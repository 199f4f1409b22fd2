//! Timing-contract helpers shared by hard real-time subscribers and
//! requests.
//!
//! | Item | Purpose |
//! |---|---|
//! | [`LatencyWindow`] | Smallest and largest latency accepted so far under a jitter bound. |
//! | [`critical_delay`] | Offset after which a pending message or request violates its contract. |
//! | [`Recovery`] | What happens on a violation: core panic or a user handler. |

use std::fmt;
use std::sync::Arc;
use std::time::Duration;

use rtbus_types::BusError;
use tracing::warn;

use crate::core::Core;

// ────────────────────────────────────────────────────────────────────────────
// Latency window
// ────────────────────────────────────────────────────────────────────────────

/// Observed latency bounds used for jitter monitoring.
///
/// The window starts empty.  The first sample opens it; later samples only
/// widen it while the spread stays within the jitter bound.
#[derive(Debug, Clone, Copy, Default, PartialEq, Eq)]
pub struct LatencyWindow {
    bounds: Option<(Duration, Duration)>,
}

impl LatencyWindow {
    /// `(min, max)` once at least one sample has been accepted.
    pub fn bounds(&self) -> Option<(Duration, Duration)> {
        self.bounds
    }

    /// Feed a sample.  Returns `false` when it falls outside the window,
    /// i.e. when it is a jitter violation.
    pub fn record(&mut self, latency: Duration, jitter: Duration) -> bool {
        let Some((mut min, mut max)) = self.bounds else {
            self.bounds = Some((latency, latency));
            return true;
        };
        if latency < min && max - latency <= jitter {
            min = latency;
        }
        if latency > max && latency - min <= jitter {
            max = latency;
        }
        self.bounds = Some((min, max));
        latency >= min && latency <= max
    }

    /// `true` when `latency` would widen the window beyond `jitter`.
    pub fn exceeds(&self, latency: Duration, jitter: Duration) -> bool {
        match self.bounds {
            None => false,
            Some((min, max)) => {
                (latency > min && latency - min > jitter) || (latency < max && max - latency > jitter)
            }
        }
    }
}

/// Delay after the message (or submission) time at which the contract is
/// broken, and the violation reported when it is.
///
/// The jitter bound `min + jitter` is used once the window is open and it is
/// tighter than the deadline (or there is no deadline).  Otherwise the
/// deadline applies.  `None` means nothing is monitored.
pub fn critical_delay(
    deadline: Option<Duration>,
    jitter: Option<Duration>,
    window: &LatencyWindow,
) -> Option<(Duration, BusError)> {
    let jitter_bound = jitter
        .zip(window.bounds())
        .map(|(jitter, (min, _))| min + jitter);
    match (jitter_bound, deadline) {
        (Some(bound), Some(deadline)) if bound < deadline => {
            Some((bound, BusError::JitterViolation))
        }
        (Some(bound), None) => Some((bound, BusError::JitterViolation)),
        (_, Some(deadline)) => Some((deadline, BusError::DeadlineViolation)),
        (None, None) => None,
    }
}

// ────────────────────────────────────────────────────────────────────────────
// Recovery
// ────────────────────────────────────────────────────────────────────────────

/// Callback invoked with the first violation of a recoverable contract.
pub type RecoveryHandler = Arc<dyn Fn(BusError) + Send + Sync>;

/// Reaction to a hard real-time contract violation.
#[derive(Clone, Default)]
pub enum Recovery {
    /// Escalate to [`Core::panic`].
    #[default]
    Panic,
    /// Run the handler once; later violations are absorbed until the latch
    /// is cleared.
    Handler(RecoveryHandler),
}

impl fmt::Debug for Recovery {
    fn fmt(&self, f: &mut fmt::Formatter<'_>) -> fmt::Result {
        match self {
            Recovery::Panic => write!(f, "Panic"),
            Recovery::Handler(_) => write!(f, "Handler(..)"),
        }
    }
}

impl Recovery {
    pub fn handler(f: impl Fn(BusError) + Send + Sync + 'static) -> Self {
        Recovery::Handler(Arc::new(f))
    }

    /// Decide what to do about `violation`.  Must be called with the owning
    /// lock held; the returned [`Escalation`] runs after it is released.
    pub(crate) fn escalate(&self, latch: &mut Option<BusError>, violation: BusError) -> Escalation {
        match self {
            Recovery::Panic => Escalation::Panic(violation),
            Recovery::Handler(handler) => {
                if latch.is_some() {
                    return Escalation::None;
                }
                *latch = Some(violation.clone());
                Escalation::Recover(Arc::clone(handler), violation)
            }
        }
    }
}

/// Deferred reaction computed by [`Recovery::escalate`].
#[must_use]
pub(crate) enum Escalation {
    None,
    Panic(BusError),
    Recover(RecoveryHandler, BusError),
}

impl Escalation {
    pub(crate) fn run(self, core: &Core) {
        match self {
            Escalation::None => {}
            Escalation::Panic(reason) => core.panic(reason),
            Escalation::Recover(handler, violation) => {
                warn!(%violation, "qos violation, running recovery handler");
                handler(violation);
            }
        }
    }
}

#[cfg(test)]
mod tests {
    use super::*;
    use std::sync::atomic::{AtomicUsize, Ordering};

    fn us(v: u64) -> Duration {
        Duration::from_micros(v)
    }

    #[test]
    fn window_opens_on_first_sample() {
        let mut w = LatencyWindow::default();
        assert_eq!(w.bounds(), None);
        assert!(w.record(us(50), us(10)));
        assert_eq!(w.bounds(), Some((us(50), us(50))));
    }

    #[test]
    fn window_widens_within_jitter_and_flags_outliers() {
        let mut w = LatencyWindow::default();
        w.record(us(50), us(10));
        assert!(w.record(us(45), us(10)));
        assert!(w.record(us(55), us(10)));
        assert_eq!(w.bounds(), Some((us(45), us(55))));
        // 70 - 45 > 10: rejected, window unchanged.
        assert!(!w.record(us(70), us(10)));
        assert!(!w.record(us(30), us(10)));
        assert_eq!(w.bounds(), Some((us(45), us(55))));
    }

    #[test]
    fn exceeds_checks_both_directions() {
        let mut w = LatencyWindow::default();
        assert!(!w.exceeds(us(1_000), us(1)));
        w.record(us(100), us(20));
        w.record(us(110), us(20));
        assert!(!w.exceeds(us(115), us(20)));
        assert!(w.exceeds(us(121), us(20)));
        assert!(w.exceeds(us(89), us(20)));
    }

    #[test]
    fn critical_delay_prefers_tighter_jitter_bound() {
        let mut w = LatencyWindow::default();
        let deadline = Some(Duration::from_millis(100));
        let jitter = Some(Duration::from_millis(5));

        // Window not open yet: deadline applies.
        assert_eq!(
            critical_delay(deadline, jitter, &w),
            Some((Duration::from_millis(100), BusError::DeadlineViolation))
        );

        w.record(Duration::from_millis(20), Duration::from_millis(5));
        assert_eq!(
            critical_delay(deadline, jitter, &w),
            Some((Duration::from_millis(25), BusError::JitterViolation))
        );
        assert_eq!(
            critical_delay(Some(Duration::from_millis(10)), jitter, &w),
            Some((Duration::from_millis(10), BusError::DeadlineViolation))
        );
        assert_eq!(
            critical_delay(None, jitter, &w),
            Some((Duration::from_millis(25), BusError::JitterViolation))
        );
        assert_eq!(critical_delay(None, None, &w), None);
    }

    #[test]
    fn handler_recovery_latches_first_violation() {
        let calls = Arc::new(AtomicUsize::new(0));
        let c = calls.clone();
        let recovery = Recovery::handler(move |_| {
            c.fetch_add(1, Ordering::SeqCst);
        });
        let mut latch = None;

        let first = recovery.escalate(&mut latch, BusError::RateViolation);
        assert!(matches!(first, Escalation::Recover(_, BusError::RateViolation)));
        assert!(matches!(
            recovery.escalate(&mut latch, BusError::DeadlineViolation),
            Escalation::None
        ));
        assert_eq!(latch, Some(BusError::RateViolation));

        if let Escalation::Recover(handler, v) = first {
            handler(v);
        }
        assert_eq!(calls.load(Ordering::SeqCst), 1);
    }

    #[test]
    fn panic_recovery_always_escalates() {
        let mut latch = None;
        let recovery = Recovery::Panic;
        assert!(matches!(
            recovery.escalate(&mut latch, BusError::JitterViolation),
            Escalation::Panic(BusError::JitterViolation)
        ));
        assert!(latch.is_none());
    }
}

------------------------

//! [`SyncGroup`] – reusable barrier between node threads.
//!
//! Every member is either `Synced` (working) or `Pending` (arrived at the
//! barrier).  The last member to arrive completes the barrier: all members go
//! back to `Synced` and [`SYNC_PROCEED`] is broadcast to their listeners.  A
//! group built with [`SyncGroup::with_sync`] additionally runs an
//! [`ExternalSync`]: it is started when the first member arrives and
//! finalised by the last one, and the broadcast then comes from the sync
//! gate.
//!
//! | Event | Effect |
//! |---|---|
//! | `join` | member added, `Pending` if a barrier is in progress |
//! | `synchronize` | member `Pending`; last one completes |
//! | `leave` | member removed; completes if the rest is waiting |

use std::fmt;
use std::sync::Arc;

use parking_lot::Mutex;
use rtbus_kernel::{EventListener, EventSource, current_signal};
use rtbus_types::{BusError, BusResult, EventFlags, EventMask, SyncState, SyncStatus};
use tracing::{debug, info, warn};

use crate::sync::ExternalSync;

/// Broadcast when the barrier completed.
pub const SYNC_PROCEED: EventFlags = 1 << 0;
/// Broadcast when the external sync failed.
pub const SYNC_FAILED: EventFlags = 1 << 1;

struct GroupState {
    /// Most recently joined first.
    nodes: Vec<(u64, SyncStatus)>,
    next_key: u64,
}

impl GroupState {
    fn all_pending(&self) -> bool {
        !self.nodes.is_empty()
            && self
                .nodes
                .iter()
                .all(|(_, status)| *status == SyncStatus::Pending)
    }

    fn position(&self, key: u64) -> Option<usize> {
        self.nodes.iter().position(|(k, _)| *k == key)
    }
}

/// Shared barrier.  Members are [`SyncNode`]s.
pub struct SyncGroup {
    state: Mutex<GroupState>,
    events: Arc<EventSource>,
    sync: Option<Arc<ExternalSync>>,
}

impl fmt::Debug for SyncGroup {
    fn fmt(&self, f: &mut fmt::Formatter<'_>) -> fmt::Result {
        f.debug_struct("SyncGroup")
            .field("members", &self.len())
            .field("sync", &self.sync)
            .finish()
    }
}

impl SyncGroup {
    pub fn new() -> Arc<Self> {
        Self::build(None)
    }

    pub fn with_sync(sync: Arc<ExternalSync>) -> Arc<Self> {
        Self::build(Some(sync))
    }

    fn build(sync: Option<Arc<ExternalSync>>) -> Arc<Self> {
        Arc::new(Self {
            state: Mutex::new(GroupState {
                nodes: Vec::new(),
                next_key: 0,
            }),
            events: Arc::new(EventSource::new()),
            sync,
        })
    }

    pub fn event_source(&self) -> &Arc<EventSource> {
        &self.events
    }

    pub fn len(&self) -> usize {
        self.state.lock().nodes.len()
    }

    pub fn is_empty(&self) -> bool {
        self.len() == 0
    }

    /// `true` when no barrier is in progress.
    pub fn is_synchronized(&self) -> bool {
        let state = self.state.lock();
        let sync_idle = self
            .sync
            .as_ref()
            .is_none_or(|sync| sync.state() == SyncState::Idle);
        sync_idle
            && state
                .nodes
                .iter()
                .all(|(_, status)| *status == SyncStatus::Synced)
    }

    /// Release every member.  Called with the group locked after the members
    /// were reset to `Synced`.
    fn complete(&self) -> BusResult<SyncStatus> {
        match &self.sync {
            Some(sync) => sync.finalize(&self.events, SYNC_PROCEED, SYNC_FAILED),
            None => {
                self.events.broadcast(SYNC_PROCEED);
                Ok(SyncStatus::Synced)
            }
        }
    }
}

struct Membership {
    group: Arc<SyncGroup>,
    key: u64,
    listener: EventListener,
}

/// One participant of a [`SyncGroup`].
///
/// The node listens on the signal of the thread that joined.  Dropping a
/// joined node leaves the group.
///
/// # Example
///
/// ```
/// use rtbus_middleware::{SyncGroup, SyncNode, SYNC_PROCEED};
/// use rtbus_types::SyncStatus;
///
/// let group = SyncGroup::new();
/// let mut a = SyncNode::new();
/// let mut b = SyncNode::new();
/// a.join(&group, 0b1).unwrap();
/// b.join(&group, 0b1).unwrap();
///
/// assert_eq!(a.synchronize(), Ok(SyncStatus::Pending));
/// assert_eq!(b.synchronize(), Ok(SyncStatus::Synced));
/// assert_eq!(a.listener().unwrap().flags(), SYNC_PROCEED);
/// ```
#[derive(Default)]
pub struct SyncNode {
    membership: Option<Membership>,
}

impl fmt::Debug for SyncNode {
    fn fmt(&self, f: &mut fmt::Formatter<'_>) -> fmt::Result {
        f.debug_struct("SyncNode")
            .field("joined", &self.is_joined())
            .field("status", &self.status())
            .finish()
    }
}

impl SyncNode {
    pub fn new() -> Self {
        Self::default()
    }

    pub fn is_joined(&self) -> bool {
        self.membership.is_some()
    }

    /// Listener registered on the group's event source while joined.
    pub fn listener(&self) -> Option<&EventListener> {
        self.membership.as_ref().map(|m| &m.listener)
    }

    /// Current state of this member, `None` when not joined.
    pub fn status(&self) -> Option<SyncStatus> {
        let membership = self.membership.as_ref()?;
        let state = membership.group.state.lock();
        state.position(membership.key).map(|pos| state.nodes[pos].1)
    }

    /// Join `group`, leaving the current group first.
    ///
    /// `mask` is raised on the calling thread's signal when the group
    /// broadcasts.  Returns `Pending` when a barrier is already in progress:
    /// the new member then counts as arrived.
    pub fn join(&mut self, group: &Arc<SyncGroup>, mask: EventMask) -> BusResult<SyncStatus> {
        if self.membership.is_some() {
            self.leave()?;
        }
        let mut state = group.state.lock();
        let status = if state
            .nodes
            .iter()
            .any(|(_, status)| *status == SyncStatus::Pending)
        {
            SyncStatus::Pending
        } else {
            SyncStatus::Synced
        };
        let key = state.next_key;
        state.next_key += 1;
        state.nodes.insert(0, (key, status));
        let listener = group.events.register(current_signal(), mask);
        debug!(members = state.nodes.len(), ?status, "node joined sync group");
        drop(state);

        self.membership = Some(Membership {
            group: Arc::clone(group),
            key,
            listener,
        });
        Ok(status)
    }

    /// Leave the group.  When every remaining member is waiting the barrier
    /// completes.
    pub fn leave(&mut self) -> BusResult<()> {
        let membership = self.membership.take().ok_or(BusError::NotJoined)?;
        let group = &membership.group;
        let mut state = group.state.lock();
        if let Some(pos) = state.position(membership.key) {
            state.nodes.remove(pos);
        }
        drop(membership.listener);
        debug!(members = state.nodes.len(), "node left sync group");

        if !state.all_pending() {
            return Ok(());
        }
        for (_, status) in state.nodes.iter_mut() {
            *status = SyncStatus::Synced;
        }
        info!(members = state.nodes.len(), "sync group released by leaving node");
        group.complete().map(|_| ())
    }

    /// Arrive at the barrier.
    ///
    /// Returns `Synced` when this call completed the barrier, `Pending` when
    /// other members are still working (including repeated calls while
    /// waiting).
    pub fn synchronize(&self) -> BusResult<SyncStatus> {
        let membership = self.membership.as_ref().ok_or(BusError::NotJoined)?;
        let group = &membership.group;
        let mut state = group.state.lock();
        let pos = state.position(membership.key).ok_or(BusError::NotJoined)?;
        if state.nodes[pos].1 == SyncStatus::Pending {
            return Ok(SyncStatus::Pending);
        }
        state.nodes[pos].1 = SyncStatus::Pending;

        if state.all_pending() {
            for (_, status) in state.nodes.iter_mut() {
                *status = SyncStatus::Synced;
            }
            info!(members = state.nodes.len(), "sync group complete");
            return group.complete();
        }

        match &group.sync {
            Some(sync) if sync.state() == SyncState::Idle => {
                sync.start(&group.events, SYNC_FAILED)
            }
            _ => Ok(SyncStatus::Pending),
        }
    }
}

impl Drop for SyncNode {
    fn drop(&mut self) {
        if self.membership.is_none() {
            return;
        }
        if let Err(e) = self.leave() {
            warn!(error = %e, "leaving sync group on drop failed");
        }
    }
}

------------------------

Exercise instructions> Set down again, word for word, the stretch of records from the line with "repository 199f4f1409b22fd2" to the line with "pub struct LatencyWindow", both of those lines included.

Solution for this exercise>
repository 199f4f1409b22fd2
//! Timing-contract helpers shared by hard real-time subscribers and
//! requests.
//!
//! | Item | Purpose |
//! |---|---|
//! | [`LatencyWindow`] | Smallest and largest latency accepted so far under a jitter bound. |
//! | [`critical_delay`] | Offset after which a pending message or request violates its contract. |
//! | [`Recovery`] | What happens on a violation: core panic or a user handler. |

use std::fmt;
use std::sync::Arc;
use std::time::Duration;

use rtbus_types::BusError;
use tracing::warn;

use crate::core::Core;

// ────────────────────────────────────────────────────────────────────────────
// Latency window
// ────────────────────────────────────────────────────────────────────────────

/// Observed latency bounds used for jitter monitoring.
///
/// The window starts empty.  The first sample opens it; later samples only
/// widen it while the spread stays within the jitter bound.
#[derive(Debug, Clone, Copy, Default, PartialEq, Eq)]
pub struct LatencyWindow {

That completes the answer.